I’ll be interested to learn more.
In sociology, there are two predominate macro theories. One is functionalism. It sees society as a complex organic web interrelated parts with the system always seeking harmonic stasis. The other is conflict theory. Society is a collection of competing interests groups each seeking there own benefit, with society being shaped by those who for the moment possess the most power and try to repress opposition.
But there is also micro sociology, where daily social interactions of people are studied and from which it is believed larger social structures emerge.
My view is that all of these have merit. I think there is an ongoing feedback loop between large societal institutions managed by elites and the chaotic mix of countless groups of people going about their daily lives. Institutions spring from the need for collective action. Patterns and traditions are established to facilitate that action. Over time, needs and priorities shift in people’s daily lives, but institutions have now concretized a mode of existence that answered the previous sets of needs and priorities. Old institutions must either adapt or fold. But these old institutions have usually developed a community that has a vested in interest in the perpetuation of the status quo. The conflict ensues. Out of the conflict emerges new institutions and a new mode of existence that will soon be challenged as needs and priorities shift yet again.

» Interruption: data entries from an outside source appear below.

use std::io::Write;

use dfs::{NodeSummary, VolumeInfo};

use crate::CliError;

/// Prints the header summary followed by one block per entry.
pub fn write_listing<W, I>(out: &mut W, info: &VolumeInfo, entries: I) -> Result<(), CliError>
where
    W: Write,
    I: IntoIterator<Item = dfs::Result<NodeSummary>>,
{
    writeln!(out, "--------------[ DFS ]--------------")?;
    if info.volume_offset != 0 {
        writeln!(out, "Volume offset: +{}", info.volume_offset)?;
    }
    writeln!(out, "DFS Version: v{}.{}", info.version_major, info.version_minor)?;
    writeln!(out, "Root block: +{}", info.root_offset)?;
    writeln!(out, "Bitmap granularity: +{}", info.granularity)?;
    writeln!(out, "Size of partition: {} bytes", info.partition_size)?;
    writeln!(out, "Free granules: {}/{}", info.free_granules, info.granules)?;
    writeln!(out, "Mirror partition? {}", yes_no(info.has_mirror()))?;
    writeln!(out, "Journaling? {}", yes_no(info.has_journal()))?;

    writeln!(out, "--- Start of file listing ---")?;
    for entry in entries {
        let entry = entry?;
        writeln!(out, "------------------")?;
        writeln!(out, "Node: {}", entry.name)?;
        writeln!(out, "Size: {}", entry.file_size)?;
        writeln!(out, "U/G perms: {:o} {:o}", entry.user_perms, entry.group_perms)?;
        writeln!(out, "Access: {}", entry.accessed)?;
        writeln!(out, "Edition: {}", entry.edited)?;
        writeln!(out, "Creation: {}", entry.created)?;
    }
    writeln!(out, "--- End of file listing ---")?;
    Ok(())
}

fn yes_no(flag: bool) -> &'static str {
    if flag {
        "Yes"
    } else {
        "No"
    }
}
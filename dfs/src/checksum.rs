const POLY: u32 = 0xEDB8_8320;

/// CRC-32 (IEEE 802.3, reflected) over `data`. Fragments store this value
/// zero-extended into their 64-bit checksum field.
pub fn crc32(data: &[u8]) -> u32 {
    let mut crc: u32 = 0xFFFF_FFFF;

    for &byte in data {
        crc ^= byte as u32;
        for _ in 0..8 {
            crc = if crc & 1 != 0 {
                (crc >> 1) ^ POLY
            } else {
                crc >> 1
            };
        }
    }

    !crc
}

I think cultural change is a consequence of this endless evolutionary struggle of large structures in relation to individuals and their more localized communities. It seems to me that the ones who are most effective at change are the integrators … those who can discern complex realities and articulate them within in a narrative that facilitates daily decisions and makes sense of the large institutions in society for everyday folks.
I’ve ordered the book. I’m curious to learn more.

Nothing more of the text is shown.